Archives of Disease in Childhood 2003;88:946
© 2003 BMJ Publishing Group & Royal College of Paediatrics and Child Health

BOOK REVIEW

A Clinical Guide to Inherited Metabolic Diseases, 2nd edn

Edited by JTR Clarke UK: Cambridge University Press, 2002, £29.95, pp 306. ISBN 0521890764

R A F Bell

The first 150 words of the full text of this article appear below.

Dr Clarke’s enthusiasm and erudition are evident on every page of this book, which is handily sized, and, wonder of wonders, costs only £30.

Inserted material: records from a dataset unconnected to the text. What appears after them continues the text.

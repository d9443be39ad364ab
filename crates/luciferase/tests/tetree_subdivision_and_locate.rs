//! §8 scenario 1, Tetree variant: the tetrahedral SFC ("hard part (i)" per
//! §1) subdivides and locates correctly across all six root simplices, not
//! just the `x >= y >= z` one Bey-refining a fixed root type would
//! otherwise restrict it to.

use luciferase_geometry::{KeyKind, SFCKey};
use luciferase_index::{Index, SpatialIndex};
use luciferase_types::{Aabb, EntityId, IndexConfig, SpanningPolicy, Vec3f};

fn index() -> Index {
    let config = IndexConfig {
        max_entities_per_node: 2,
        max_depth: 6,
        spanning_policy: SpanningPolicy::Center,
        max_refinement_level: 21,
        collision_margin: 0.0,
    };
    let bounds = Aabb::new(Vec3f::new(0.0, 0.0, 0.0), Vec3f::new(2048.0, 2048.0, 2048.0));
    Index::new(KeyKind::Tetree, config, bounds)
}

fn coord_of(p: Vec3f) -> (i64, i64, i64) {
    let scale = luciferase_geometry::ROOT_EXTENT as f64 / 2048.0;
    (
        (f64::from(p.x) * scale) as i64,
        (f64::from(p.y) * scale) as i64,
        (f64::from(p.z) * scale) as i64,
    )
}

#[test]
fn overloaded_root_subdivides_for_points_in_every_axis_ordering() {
    let index = index();
    // One point per ordering of (x, y, z) so every one of the six root Kuhn
    // simplices is exercised, not only the `x >= y >= z` one.
    let positions = [
        Vec3f::new(900.0, 500.0, 100.0), // x >= y >= z
        Vec3f::new(900.0, 100.0, 500.0), // x >= z >= y
        Vec3f::new(500.0, 900.0, 100.0), // y >= x >= z
        Vec3f::new(100.0, 900.0, 500.0), // y >= z >= x
        Vec3f::new(500.0, 100.0, 900.0), // z >= x >= y
        Vec3f::new(100.0, 500.0, 900.0), // z >= y >= x
    ];
    for (i, p) in positions.iter().enumerate() {
        index.insert(EntityId::new(i as u64), *p, None).unwrap();
    }

    assert!(
        index.nonempty_leaf_count() >= 2,
        "the overloaded root must split across the simplices its entities fall in"
    );

    for (i, p) in positions.iter().enumerate() {
        let id = EntityId::new(i as u64);
        let locations = index.entity_locations(id).expect("entity must be tracked");
        assert_eq!(locations.len(), 1, "non-spanning entity must hold exactly one key");
        let key = locations[0];
        let (is_leaf, count) = index.node_entity_count(key).expect("held key must exist");
        assert!(is_leaf);
        assert!(count >= 1);

        let located = SFCKey::locate(KeyKind::Tetree, coord_of(*p), key.level()).unwrap();
        assert_eq!(located, key, "point-location must map the entity to its holding key, for every root simplex");
    }
}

Most of the chapters are written with a clinically based approach, and the chapters on basic principles in understanding inherited metabolic disease, neonatal screening, hypoglycaemia, metabolic acidosis, storage diseases, and dysmorphism will be read with a sensation of increasing revelation by just about any paediatrician, and those with a secure background in biochemistry and metabolic disease will pick up many nuggets of wisdom.

Why then, do I simply not recommend every paediatrician who sometimes deals with metabolic problems—and there must be few of us who do not—to rush out and buy a copy before such a gem either goes out of print or rises in price? My caveat is that this book’s clinical approach coupled with its encyclopaedic coverage of some topics means that several chapters . . . [Full text of this article]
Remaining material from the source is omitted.